Consensus is that there is one part of the semiconductor industry that is positively glowing. Light emitting diodes (LEDs), despite present climes, are forecast to achieve double-digit growth this year. From mobile phones to TVs, cars to traffic lights, garden path lighting to street lighting, LEDs are fast replacing traditional light sources as the market evolves towards higher powered sources, as well as creating new applications of their own.
With lower energy consumption, longer lifetimes, higher durability, smaller size and faster switching, LEDs have much to recommend them. According to research analyst Susie Inouye at Databeans: “New products can emit up to 140 lumens per watt, while a traditional incandescent bulb loses over 98 percent of its total energy through the heat it produces. Also, a standard 40 W incandescent bulb has an expected lifespan of 1,000 hours, while an LED can continue to operate with reduced efficiency for more than 50,000 hours.”
The downside of LEDs is that they are relatively expensive due to complex manufacturing processes, particularly for white LEDs. They also require more precise current and heat management than traditional light sources. Notably, as an LED's temperature increases, so its lumens per amp and overall power efficiency decreases. There has also been criticism of the low colour rendering capability of current LEDs – the measure of how accurately a light source renders objects in true colour.
Analog and mixed signal vendors have been swift to respond to these challenges, with suppliers such as TI and Maxim regularly releasing sophisticated new led driver technology, with support for multiple strings of LEDs, on-chip pwm dimming, over-voltage protection, supercapacitor support and ambient light sensing now par for the course.

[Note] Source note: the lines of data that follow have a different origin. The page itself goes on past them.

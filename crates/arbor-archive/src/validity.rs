use std::collections::HashMap;
use std::path::{Path, PathBuf};
use std::sync::atomic::{AtomicU64, Ordering};
use std::sync::{Arc, Mutex};
use std::time::{Duration, Instant};

use arbor_core::sync::lock_or_recover;
use arbor_core::{Clock, SystemClock};

/// Last known outcome of opening an archive.
#[derive(Debug, Clone, PartialEq, Eq)]
pub enum ArchiveValidity {
    Valid,
    Invalid { reason: String },
}

impl ArchiveValidity {
    pub fn is_valid(&self) -> bool {
        matches!(self, ArchiveValidity::Valid)
    }
}

#[derive(Debug, Clone)]
struct Entry {
    validity: ArchiveValidity,
    expires_at: Instant,
}

/// Remembers whether archives could be opened, for a fixed time-to-live.
///
/// Valid and invalid outcomes expire alike. Once an entry has expired the next
/// [`is_valid`](Self::is_valid) checks again; callers racing with that check
/// may still see the expired answer or check themselves. No lock is held while
/// checking.
#[derive(Debug)]
pub struct ValidityCache {
    ttl: Duration,
    clock: Arc<dyn Clock>,
    entries: Mutex<HashMap<PathBuf, Entry>>,
    checks: AtomicU64,
}

impl ValidityCache {
    pub const DEFAULT_TTL: Duration = Duration::from_secs(120);

    pub fn new(ttl: Duration, clock: Arc<dyn Clock>) -> Self {
        Self {
            ttl,
            clock,
            entries: Mutex::new(HashMap::new()),
            checks: AtomicU64::new(0),
        }
    }

    pub fn with_ttl(ttl: Duration) -> Self {
        Self::new(ttl, Arc::new(SystemClock))
    }

    pub fn ttl(&self) -> Duration {
        self.ttl
    }

    /// The cached outcome for `path`, if it has not expired yet.
    pub fn validity(&self, path: &Path) -> Option<ArchiveValidity> {
        let now = self.clock.now();
        let entries = lock_or_recover(&self.entries, "arbor.archive");
        entries
            .get(path)
            .filter(|entry| now < entry.expires_at)
            .map(|entry| entry.validity.clone())
    }

    /// Cached answer while fresh; otherwise runs `check` once and caches its
    /// outcome with a new TTL.
    pub fn is_valid<E, F>(&self, path: &Path, check: F) -> bool
    where
        E: std::fmt::Display,
        F: FnOnce(&Path) -> Result<(), E>,
    {
        if let Some(validity) = self.validity(path) {
            return validity.is_valid();
        }

        self.checks.fetch_add(1, Ordering::Relaxed);
        match check(path) {
            Ok(()) => {
                self.mark_valid(path);
                true
            }
            Err(err) => {
                self.mark_invalid(path, err.to_string());
                false
            }
        }
    }

    pub fn mark_valid(&self, path: &Path) {
        self.insert(path, ArchiveValidity::Valid);
    }

    pub fn mark_invalid(&self, path: &Path, reason: impl Into<String>) {
        let reason = reason.into();
        tracing::debug!(
            target = "arbor.archive",
            path = %path.display(),
            reason = %reason,
            ttl_ms = self.ttl.as_millis() as u64,
            "caching invalid archive"
        );
        self.insert(path, ArchiveValidity::Invalid { reason });
    }

    /// Forgets a cached invalid outcome, e.g. after the file changed. Valid
    /// entries are kept. Returns whether an entry was removed.
    pub fn remove_invalid(&self, path: &Path) -> bool {
        let mut entries = lock_or_recover(&self.entries, "arbor.archive");
        match entries.get(path) {
            Some(entry) if !entry.validity.is_valid() => {
                entries.remove(path);
                true
            }
            _ => false,
        }
    }

    /// Drops expired entries. Returns how many were dropped.
    pub fn purge_expired(&self) -> usize {
        let now = self.clock.now();
        let mut entries = lock_or_recover(&self.entries, "arbor.archive");
        let before = entries.len();
        entries.retain(|_, entry| now < entry.expires_at);
        before - entries.len()
    }

    pub fn clear(&self) {
        lock_or_recover(&self.entries, "arbor.archive").clear();
    }

    /// Number of entries, expired ones included.
    pub fn len(&self) -> usize {
        lock_or_recover(&self.entries, "arbor.archive").len()
    }

    pub fn is_empty(&self) -> bool {
        self.len() == 0
    }

    /// Number of real checks run by [`is_valid`](Self::is_valid).
    pub fn check_count(&self) -> u64 {
        self.checks.load(Ordering::Relaxed)
    }

    fn insert(&self, path: &Path, validity: ArchiveValidity) {
        let expires_at = self.clock.now() + self.ttl;
        lock_or_recover(&self.entries, "arbor.archive").insert(
            path.to_path_buf(),
            Entry {
                validity,
                expires_at,
            },
        );
    }
}

impl Default for ValidityCache {
    fn default() -> Self {
        Self::with_ttl(Self::DEFAULT_TTL)
    }
}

Commented Inouye recently in Databeans monthly briefing note for June 2009: “The future of LEDs as a mainstream lighting solution is in many ways just beginning. Already, advances such as organic LEDs (OLEDs) have been used to produce visual displays for portable electronic devices such as mobile phones, digital cameras, and MP3 players. Yet even these devices have not yet met their full potential, as they currently operate at lower efficiencies than standard LEDs and their life expectancy is still far too short (under 1,000 hours) to be fully practical.”
Returning home the other night before the streetlights had yet been switched off, I spied a glowworm in the hedgerow and was reminded of just how far we have to go to emulate nature's efficiency. The warmth of its yellowy green glow and the sheer intensity of its output had me transfixed.
The chemical reaction that gives common European glow worms (Lampyris noctiluca) their bioluminescence is the oxidation of luciferin to produce oxyluciferin, catalysed by the enzyme luciferase. Apparently, fireflies have better control over their oxygen supply than glow worms, giving them the power to switch their luminescence on and off in an instant, compared to several minutes for a glow worm.
The efficiency of many examples of bioluminescence in nature is astounding; with more than 90% of energy input turned into light. By contrast, figures quoted for a 150lm/W LED suggest that around 20% of the total energy used is converted to visible light – significantly better than traditional lighting technologies, but way out of nature's range.
A forthcoming upsurge in LED usage may yet astonish us, thanks to catalysts such as government legislation and environmental targets. However, if you want to see something truly amazing, scan the hedgerows between June and August – prime glowing time.